Photo of John Steinbeck
John Steinbeck in 1939

[Don’t ask how I came to the place I am right now. I cannot recall, and the remembrance and reverse reconstruction of that breadcrumb trail will push me off my intended destination.]

In the foreword of “Tortilla Flat”, John Steinbeck (1902-1968) wrote these words:

“I wrote these stories because they were true stories and because I liked them. But literary slummers have taken these people up with the vulgarity of duchesses who are amused and sorry for a peasantry. These stories are out, and I cannot recall them. But I shall never again subject to the vulgar touch of the decent these good people of laughter and kindness, of honest lusts and direct eyes, of courtesy beyond politeness. If I have done them harm by telling a few of their stories, I am sorry. It will not happen again.”

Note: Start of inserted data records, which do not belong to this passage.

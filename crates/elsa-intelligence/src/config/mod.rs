// ABOUTME: Coaching rule-table configuration with environment overrides and validation
// ABOUTME: Global validated instance cached in a OnceLock, defaults reproduce the seeded rules
//
// SPDX-License-Identifier: MIT OR Apache-2.0
// Copyright (c) 2025 ELSA Coaching

//! # Coaching Configuration
//!
//! Every rule table used by the engine lives here with defaults matching the
//! seeded coaching program. [`CoachingConfig::load`] layers `ELSA_*` environment
//! overrides on the defaults and validates the result.

/// Body assessment tables
pub mod assessment;
/// Energy engine tables
pub mod energy;
/// Configuration error types
pub mod error;
/// Meal tier and curriculum tables
pub mod planning;

pub use assessment::{AssessmentConfig, BmiBand};
pub use energy::{
    BmrCoefficients, BmrConfig, EnergyConfig, ExpenditureConfig, MacroSplit, MacroSplitConfig,
    MealDistribution, MealDistributionConfig, WeightChangeConfig, WeightChangeStep,
};
pub use error::ConfigError;
pub use planning::{CurriculumConfig, MealTierConfig};

use std::env;
use std::str::FromStr;
use std::sync::OnceLock;

use serde::{Deserialize, Serialize};
use tracing::warn;

/// Global configuration singleton
static COACHING_CONFIG: OnceLock<CoachingConfig> = OnceLock::new();

/// Main coaching configuration container
#[derive(Debug, Clone, Default, Serialize, Deserialize)]
pub struct CoachingConfig {
    /// Energy engine tables
    pub energy: EnergyConfig,
    /// Body assessment tables
    pub assessment: AssessmentConfig,
    /// Meal template tiers
    pub meals: MealTierConfig,
    /// Curriculum tiling
    pub curriculum: CurriculumConfig,
}

impl CoachingConfig {
    /// Get the global configuration instance
    pub fn global() -> &'static Self {
        COACHING_CONFIG.get_or_init(|| {
            Self::load().unwrap_or_else(|e| {
                warn!("Failed to load coaching config: {}, using defaults", e);
                Self::default()
            })
        })
    }

    /// Load configuration from defaults and environment overrides
    ///
    /// # Errors
    ///
    /// Returns an error if environment variables contain invalid values or validation fails
    pub fn load() -> Result<Self, ConfigError> {
        let config = Self::default().apply_env_overrides()?;
        config.validate()?;
        Ok(config)
    }

    /// Validate every table
    ///
    /// # Errors
    ///
    /// Returns the first validation failure found
    pub fn validate(&self) -> Result<(), ConfigError> {
        self.energy.validate()?;
        self.assessment.validate()?;
        self.meals.validate()?;
        self.curriculum.validate()
    }

    fn apply_env_var<T: FromStr>(env_var_name: &str, target: &mut T) -> Result<(), ConfigError> {
        if let Ok(val) = env::var(env_var_name) {
            *target = val
                .parse()
                .map_err(|_| ConfigError::Parse(format!("Invalid {env_var_name}")))?;
        }
        Ok(())
    }

    fn apply_env_overrides(mut self) -> Result<Self, ConfigError> {
        Self::apply_env_var(
            "ELSA_DAILY_ACTIVITY_FACTOR",
            &mut self.energy.expenditure.daily_activity_factor,
        )?;
        Self::apply_env_var(
            "ELSA_THERMIC_EFFECT_FACTOR",
            &mut self.energy.expenditure.thermic_effect_factor,
        )?;
        Self::apply_env_var(
            "ELSA_STEEP_CHANGE_THRESHOLD_KG",
            &mut self.energy.weight_change.steep_change_threshold_kg,
        )?;
        Self::apply_env_var(
            "ELSA_STEEP_CHANGE_MONTHS",
            &mut self.energy.weight_change.steep_change_months,
        )?;
        Self::apply_env_var(
            "ELSA_STANDARD_CHANGE_MONTHS",
            &mut self.energy.weight_change.standard_change_months,
        )?;

        Self::apply_env_var("ELSA_HEALTHY_BMI_LOW", &mut self.assessment.healthy_bmi_low)?;
        Self::apply_env_var("ELSA_IDEAL_BMI", &mut self.assessment.ideal_bmi)?;
        Self::apply_env_var(
            "ELSA_HEALTHY_BMI_HIGH",
            &mut self.assessment.healthy_bmi_high,
        )?;
        Self::apply_env_var(
            "ELSA_LIQUID_ML_PER_KG",
            &mut self.assessment.liquid_ml_per_kg,
        )?;
        Self::apply_env_var("ELSA_MIN_HEIGHT_CM", &mut self.assessment.min_height_cm)?;

        Self::apply_env_var(
            "ELSA_EXPECTED_CYCLE_WEEKS",
            &mut self.curriculum.expected_cycle_weeks,
        )?;
        Self::apply_env_var(
            "ELSA_WEEKS_PER_MONTH",
            &mut self.curriculum.weeks_per_month,
        )?;

        Ok(self)
    }
}

#[cfg(test)]
mod tests {
    use super::*;

    #[test]
    fn test_default_config_is_valid() {
        CoachingConfig::default().validate().unwrap();
    }

    #[test]
    fn test_unordered_calorie_tiers_rejected() {
        let mut config = CoachingConfig::default();
        config.meals.calorie_tiers = vec![1600, 1350];
        assert!(matches!(
            config.validate(),
            Err(ConfigError::InvalidRange(_))
        ));
    }

    #[test]
    fn test_macro_split_must_sum_to_one() {
        let mut config = CoachingConfig::default();
        config.energy.macro_splits.gain.fats = 0.5;
        assert!(matches!(
            config.validate(),
            Err(ConfigError::InvalidWeights(_))
        ));
    }

    #[test]
    fn test_empty_weight_change_table_rejected() {
        let mut config = CoachingConfig::default();
        config.energy.weight_change.steps.clear();
        assert!(matches!(
            config.validate(),
            Err(ConfigError::MissingField(_))
        ));
    }
}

OK, vocabulary check, aisle one:

“Vulgarity of duchesses” & “vulgar touch of the decent”

Where vulgar1 in both cases is likely intended to mean “the lack of refinement or cultivation or taste of the newly rich”. Likewise, where it says “decent”2, I am like to imagine that it means “socially or conventionally correct; refined or virtuous”.

You know, like when a rich person decides - without prodding - that something is wrong if they don’t like it. And after convincing themselves of their rectitude, they borrow rhetoric that attempts to convince others to also condemn the thing that “offends their tender sensibilities”.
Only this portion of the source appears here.